American interference will be met with economic threats, but this should worry no one. Beijing regularly imposes penalties on disobedient states, and as China researcher Luke Patey has argued in Foreign Policy, these punishments are fairly feeble on closer analysis. Norway was targeted in 2010 after Chinese dissident Liu Xiaobo was awarded the Nobel Peace Prize: diplomatic relations and salmon exports were frozen, prompting a great deal of noise in the media. But as it turned out, Norway suffered a drop of just 0.3 percent in its total annual exports. Economic activity continued during the freeze. State-owned enterprise ChemChina was even permitted to complete the $2 billion purchase of a Norwegian silicon producer. By 2015, trade between the two countries had bounced back to an all-time high. Meanwhile, Beijing’s recent bans and high tariffs on Australian beef, barley, and wine have affected only four percent of Australia’s exports to China, and two percent of its total exports. No blocks are likely to be imposed on Australian natural gas and iron ore—China needs those urgently. When it comes to Taiwan, we can expect American military support to incur plenty of froth-filled rhetoric, but no serious punishment.

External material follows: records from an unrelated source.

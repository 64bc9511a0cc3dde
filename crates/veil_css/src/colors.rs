use std::collections::HashSet;

use cow_utils::CowUtils;
use lazy_static::lazy_static;

use crate::values::{function_args, is_integer, is_number, is_percentage};

// Names for this table are taken from https://www.w3.org/TR/css-color-3/#svg-color

lazy_static! {
    /// Extended (SVG) colour keywords
    pub static ref NAMED_COLORS: HashSet<&'static str> = [
        "aliceblue", "antiquewhite", "aqua", "aquamarine", "azure", "beige", "bisque", "black",
        "blanchedalmond", "blue", "blueviolet", "brown", "burlywood", "cadetblue", "chartreuse",
        "chocolate", "coral", "cornflowerblue", "cornsilk", "crimson", "cyan", "darkblue",
        "darkcyan", "darkgoldenrod", "darkgray", "darkgreen", "darkgrey", "darkkhaki",
        "darkmagenta", "darkolivegreen", "darkorange", "darkorchid", "darkred", "darksalmon",
        "darkseagreen", "darkslateblue", "darkslategray", "darkslategrey", "darkturquoise",
        "darkviolet", "deeppink", "deepskyblue", "dimgray", "dimgrey", "dodgerblue", "firebrick",
        "floralwhite", "forestgreen", "fuchsia", "gainsboro", "ghostwhite", "gold", "goldenrod",
        "gray", "green", "greenyellow", "grey", "honeydew", "hotpink", "indianred", "indigo",
        "ivory", "khaki", "lavender", "lavenderblush", "lawngreen", "lemonchiffon", "lightblue",
        "lightcoral", "lightcyan", "lightgoldenrodyellow", "lightgray", "lightgreen", "lightgrey",
        "lightpink", "lightsalmon", "lightseagreen", "lightskyblue", "lightslategray",
        "lightslategrey", "lightsteelblue", "lightyellow", "lime", "limegreen", "linen", "magenta",
        "maroon", "mediumaquamarine", "mediumblue", "mediumorchid", "mediumpurple",
        "mediumseagreen", "mediumslateblue", "mediumspringgreen", "mediumturquoise",
        "mediumvioletred", "midnightblue", "mintcream", "mistyrose", "moccasin", "navajowhite",
        "navy", "oldlace", "olive", "olivedrab", "orange", "orangered", "orchid", "palegoldenrod",
        "palegreen", "paleturquoise", "palevioletred", "papayawhip", "peachpuff", "peru", "pink",
        "plum", "powderblue", "purple", "red", "rosybrown", "royalblue", "saddlebrown", "salmon",
        "sandybrown", "seagreen", "seashell", "sienna", "silver", "skyblue", "slateblue",
        "slategray", "slategrey", "snow", "springgreen", "steelblue", "tan", "teal", "thistle",
        "tomato", "turquoise", "violet", "wheat", "white", "whitesmoke", "yellow", "yellowgreen",
        "rebeccapurple"
    ]
    .into_iter()
    .collect();

    /// CSS2 system colours, stored lowercase
    pub static ref SYSTEM_COLORS: HashSet<&'static str> = [
        "activeborder", "activecaption", "appworkspace", "background", "buttonface",
        "buttonhighlight", "buttonshadow", "buttontext", "captiontext", "graytext", "highlight",
        "highlighttext", "inactiveborder", "inactivecaption", "inactivecaptiontext",
        "infobackground", "infotext", "menu", "menutext", "scrollbar", "threeddarkshadow",
        "threedface", "threedhighlight", "threedlightshadow", "threedshadow", "window",
        "windowframe", "windowtext",
    ]
    .into_iter()
    .collect();
}

fn is_hex(value: &str) -> bool {
    // Check if the input is empty or doesn't start with '#'
    if value.is_empty() || !value.starts_with('#') {
        return false;
    }

    // Check if all characters after '#' are hexadecimal digits
    value.chars().skip(1).all(|c| c.is_ascii_hexdigit())
}

fn is_rgb_component(value: &str) -> bool {
    is_integer(value) || is_percentage(value)
}

/// Checks `rgb(r,g,b)` and `rgba(r,g,b,a)`
fn is_rgb(value: &str) -> bool {
    if let Some(args) = function_args(value, "rgb") {
        return args.len() == 3 && args.iter().all(|a| is_rgb_component(a));
    }
    if let Some(args) = function_args(value, "rgba") {
        return args.len() == 4 && args[..3].iter().all(|a| is_rgb_component(a)) && is_number(args[3]);
    }
    false
}

/// Checks `hsl(h,s,l)` and `hsla(h,s,l,a)`
fn is_hsl(value: &str) -> bool {
    let hsl = |args: &[&str]| is_number(args[0]) && is_percentage(args[1]) && is_percentage(args[2]);

    if let Some(args) = function_args(value, "hsl") {
        return args.len() == 3 && hsl(&args);
    }
    if let Some(args) = function_args(value, "hsla") {
        return args.len() == 4 && hsl(&args) && is_number(args[3]);
    }
    false
}

/// `<color>`: keywords, `#rgb`, `#rrggbb` and the rgb/hsl functional notations
#[must_use]
pub fn is_color(value: &str) -> bool {
    let value = value.trim();
    let lower = value.cow_to_ascii_lowercase();

    if lower == "transparent" || NAMED_COLORS.contains(lower.as_ref()) || SYSTEM_COLORS.contains(lower.as_ref()) {
        return true;
    }

    if value.starts_with('#') {
        return (value.len() == 4 || value.len() == 7) && is_hex(value);
    }

    is_rgb(value) || is_hsl(value)
}

#[cfg(test)]
mod tests {
    use super::*;
    use test_case::test_case;

    #[test_case("red", true)]
    #[test_case("RebeccaPurple", true)]
    #[test_case("transparent", true)]
    #[test_case("ButtonFace", true)]
    #[test_case("#ff0000", true)]
    #[test_case("#F00", true)]
    #[test_case("#ff00", false)]
    #[test_case("#gg0000", false)]
    #[test_case("rgb(255, 0, 0)", true)]
    #[test_case("rgb(100%,0%,0%)", true)]
    #[test_case("rgba(255, 0, 0, 0.5)", true)]
    #[test_case("rgb(255, 0)", false)]
    #[test_case("rgb(1.5, 0, 0)", false)]
    #[test_case("hsl(120, 100%, 50%)", true)]
    #[test_case("hsla(120, 100%, 50%, .3)", true)]
    #[test_case("hsl(120, 100, 50)", false)]
    #[test_case("bogus", false)]
    #[test_case("url(x)", false)]
    fn test_css_color(value: &str, expected: bool) {
        assert_eq!(is_color(value), expected);
    }
}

The Communist Party would also be likely to back down in the face of a united front. The American and Australian administrations have been leading a lonely charge in recent years, combating Beijing with little support from other states. Bullies are more likely to retreat if you confront them with friends by your side, says former US under secretary of state Keith Krach. Krach is one of several figures in the American establishment who were sanctioned by Beijing this month, after he led an international effort to keep “untrusted vendors” like the CCP out of 5G infrastructure.

There are many American names that the Party could have targeted, but only a handful made it onto the list. These were the figures who have scored tangible points against the Communist Party. Krach has been acting rather than talking; winning recruits to the cause instead of limiting himself to the ritual denunciation. The nationalists in Beijing won’t worry about criticism, and they certainly won’t listen to reason when it comes to the subject of Taiwanese self-determination. They’re not going to change their minds—they’re nationalists, after all. But with the right show of deterrence, we can prevent disaster.